Collected data
────────────────────────────────────────
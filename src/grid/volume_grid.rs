use super::IndexRange;

/// Defines where the degrees of freedom of a volume grid live
#[derive(Clone, Copy, Debug, Eq, PartialEq)]
pub enum VolumeGridKind {
    /// One entry per hexahedral element
    Element,

    /// One entry per element corner node
    Nodal,
}

/// Describes a distributed 3-D array: the areal ranges of a rank, a depth and a dof count
///
/// The depth (k) direction is never distributed: every rank holds the full depth
/// of its areal columns.
#[derive(Clone, Debug, PartialEq)]
pub struct VolumeGrid {
    /// Element or nodal grid
    pub kind: VolumeGridKind,

    /// Number of values per grid point
    pub number_of_dofs: usize,

    /// Areal range owned by this rank
    pub owned: IndexRange,

    /// Areal range owned by this rank plus the ghost layer
    pub ghosted: IndexRange,

    /// Number of grid points in depth
    pub len_k: usize,
}

impl VolumeGrid {
    /// Returns the number of values stored by this rank (including ghosts)
    pub fn local_size(&self) -> usize {
        self.ghosted.len() * self.len_k * self.number_of_dofs
    }

    /// Returns the number of values owned by this rank
    pub fn owned_size(&self) -> usize {
        self.owned.len() * self.len_k * self.number_of_dofs
    }
}

/// Holds the volume grids of one kind sharing the same areal ranges and depth
///
/// Grids are created on demand for each dof count; resizing the depth resizes
/// all of them and is a no-op when the depth does not change.
#[derive(Clone, Debug, PartialEq)]
pub struct VolumeGridSet {
    /// Element or nodal grids
    kind: VolumeGridKind,

    /// Areal range owned by this rank
    owned: IndexRange,

    /// Areal range owned by this rank plus the ghost layer
    ghosted: IndexRange,

    /// Number of grid points in depth
    len_k: usize,

    /// Holds one grid per dof count
    grids: Vec<VolumeGrid>,

    /// Number of times the grids were reallocated
    reallocation_count: usize,
}

impl VolumeGridSet {
    /// Allocates an empty set
    pub fn new(kind: VolumeGridKind, owned: IndexRange, ghosted: IndexRange, len_k: usize) -> Self {
        VolumeGridSet {
            kind,
            owned,
            ghosted,
            len_k,
            grids: Vec::new(),
            reallocation_count: 0,
        }
    }

    /// Returns the number of grid points in depth
    pub fn len_k(&self) -> usize {
        self.len_k
    }

    /// Returns the number of times the grids were reallocated
    pub fn reallocation_count(&self) -> usize {
        self.reallocation_count
    }

    /// Returns the grid with the given dof count, if allocated
    pub fn get(&self, number_of_dofs: usize) -> Option<&VolumeGrid> {
        self.grids.iter().find(|g| g.number_of_dofs == number_of_dofs)
    }

    /// Returns the grid with the given dof count, allocating it if necessary
    pub fn allocate(&mut self, number_of_dofs: usize) -> &VolumeGrid {
        let pos = match self.grids.iter().position(|g| g.number_of_dofs == number_of_dofs) {
            Some(p) => p,
            None => {
                self.grids.push(VolumeGrid {
                    kind: self.kind,
                    number_of_dofs,
                    owned: self.owned,
                    ghosted: self.ghosted,
                    len_k: self.len_k,
                });
                self.grids.len() - 1
            }
        };
        &self.grids[pos]
    }

    /// Changes the depth of all grids
    ///
    /// Returns true if the grids were reallocated; nothing happens if the depth is unchanged.
    pub fn resize(&mut self, len_k: usize) -> bool {
        if len_k == self.len_k {
            return false;
        }
        self.len_k = len_k;
        for grid in &mut self.grids {
            grid.len_k = len_k;
        }
        self.reallocation_count += 1;
        true
    }
}

////////////////////////////////////////////////////////////////////////////////////////////////////////////////////////

#[cfg(test)]
mod tests {
    use super::{VolumeGridKind, VolumeGridSet};
    use crate::grid::IndexRange;

    #[test]
    fn allocate_and_resize_work() {
        let owned = IndexRange::new(0, 1, 0, 1);
        let ghosted = IndexRange::new(0, 2, 0, 2);
        let mut set = VolumeGridSet::new(VolumeGridKind::Nodal, owned, ghosted, 4);
        assert_eq!(set.get(1), None);
        let grid = set.allocate(3);
        assert_eq!(grid.kind, VolumeGridKind::Nodal);
        assert_eq!(grid.local_size(), 9 * 4 * 3);
        assert_eq!(grid.owned_size(), 4 * 4 * 3);
        set.allocate(3);
        set.allocate(1);
        assert!(!set.resize(4));
        assert_eq!(set.reallocation_count(), 0);
        assert!(set.resize(6));
        assert!(!set.resize(6));
        assert_eq!(set.reallocation_count(), 1);
        assert_eq!(set.get(3).map(|g| g.len_k), Some(6));
        assert_eq!(set.get(1).map(|g| g.len_k), Some(6));
    }
}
────────────────────────────────────────
- **EXERCISE PROMPT**
Copy the records word for word.

- **SOLUTION TO THE PROBLEM**
filename src/grid/volume_grid.rs
use super::IndexRange;

/// Defines where the degrees of freedom of a volume grid live
#[derive(Clone, Copy, Debug, Eq, PartialEq)]
pub enum VolumeGridKind {
    /// One entry per hexahedral element
    Element,

    /// One entry per element corner node
    Nodal,
}

/// Describes a distributed 3-D array: the areal ranges of a rank, a depth and a dof count
///
/// The depth (k) direction is never distributed: every rank holds the full depth
/// of its areal columns.
#[derive(Clone, Debug, PartialEq)]
pub struct VolumeGrid {
    /// Element or nodal grid
    pub kind: VolumeGridKind,

    /// Number of values per grid point
    pub number_of_dofs: usize,

    /// Areal range owned by this rank
    pub owned: IndexRange,

    /// Areal range owned by this rank plus the ghost layer
    pub ghosted: IndexRange,

    /// Number of grid points in depth
    pub len_k: usize,
}

impl VolumeGrid {
    /// Returns the number of values stored by this rank (including ghosts)
    pub fn local_size(&self) -> usize {
        self.ghosted.len() * self.len_k * self.number_of_dofs
    }

    /// Returns the number of values owned by this rank
    pub fn owned_size(&self) -> usize {
        self.owned.len() * self.len_k * self.number_of_dofs
    }
}

/// Holds the volume grids of one kind sharing the same areal ranges and depth
///
/// Grids are created on demand for each dof count; resizing the depth resizes
/// all of them and is a no-op when the depth does not change.
#[derive(Clone, Debug, PartialEq)]
pub struct VolumeGridSet {
    /// Element or nodal grids
    kind: VolumeGridKind,

    /// Areal range owned by this rank
    owned: IndexRange,

    /// Areal range owned by this rank plus the ghost layer
    ghosted: IndexRange,

    /// Number of grid points in depth
    len_k: usize,

    /// Holds one grid per dof count
    grids: Vec<VolumeGrid>,

    /// Number of times the grids were reallocated
    reallocation_count: usize,
}

impl VolumeGridSet {
    /// Allocates an empty set
    pub fn new(kind: VolumeGridKind, owned: IndexRange, ghosted: IndexRange, len_k: usize) -> Self {
        VolumeGridSet {
            kind,
            owned,
            ghosted,
            len_k,
            grids: Vec::new(),
            reallocation_count: 0,
        }
    }

    /// Returns the number of grid points in depth
    pub fn len_k(&self) -> usize {
        self.len_k
    }

    /// Returns the number of times the grids were reallocated
    pub fn reallocation_count(&self) -> usize {
        self.reallocation_count
    }

    /// Returns the grid with the given dof count, if allocated
    pub fn get(&self, number_of_dofs: usize) -> Option<&VolumeGrid> {
        self.grids.iter().find(|g| g.number_of_dofs == number_of_dofs)
    }

    /// Returns the grid with the given dof count, allocating it if necessary
    pub fn allocate(&mut self, number_of_dofs: usize) -> &VolumeGrid {
        let pos = match self.grids.iter().position(|g| g.number_of_dofs == number_of_dofs) {
            Some(p) => p,
            None => {
                self.grids.push(VolumeGrid {
                    kind: self.kind,
                    number_of_dofs,
                    owned: self.owned,
                    ghosted: self.ghosted,
                    len_k: self.len_k,
                });
                self.grids.len() - 1
            }
        };
        &self.grids[pos]
    }

    /// Changes the depth of all grids
    ///
    /// Returns true if the grids were reallocated; nothing happens if the depth is unchanged.
    pub fn resize(&mut self, len_k: usize) -> bool {
        if len_k == self.len_k {
            return false;
        }
        self.len_k = len_k;
        for grid in &mut self.grids {
            grid.len_k = len_k;
        }
        self.reallocation_count += 1;
        true
    }
}

////////////////////////////////////////////////////////////////////////////////////////////////////////////////////////

#[cfg(test)]
mod tests {
    use super::{VolumeGridKind, VolumeGridSet};
    use crate::grid::IndexRange;

    #[test]
    fn allocate_and_resize_work() {
        let owned = IndexRange::new(0, 1, 0, 1);
        let ghosted = IndexRange::new(0, 2, 0, 2);
        let mut set = VolumeGridSet::new(VolumeGridKind::Nodal, owned, ghosted, 4);
        assert_eq!(set.get(1), None);
        let grid = set.allocate(3);
        assert_eq!(grid.kind, VolumeGridKind::Nodal);
        assert_eq!(grid.local_size(), 9 * 4 * 3);
        assert_eq!(grid.owned_size(), 4 * 4 * 3);
        set.allocate(3);
        set.allocate(1);
        assert!(!set.resize(4));
        assert_eq!(set.reallocation_count(), 0);
        assert!(set.resize(6));
        assert!(!set.resize(6));
        assert_eq!(set.reallocation_count(), 1);
        assert_eq!(set.get(3).map(|g| g.len_k), Some(6));
        assert_eq!(set.get(1).map(|g| g.len_k), Some(6));
    }
}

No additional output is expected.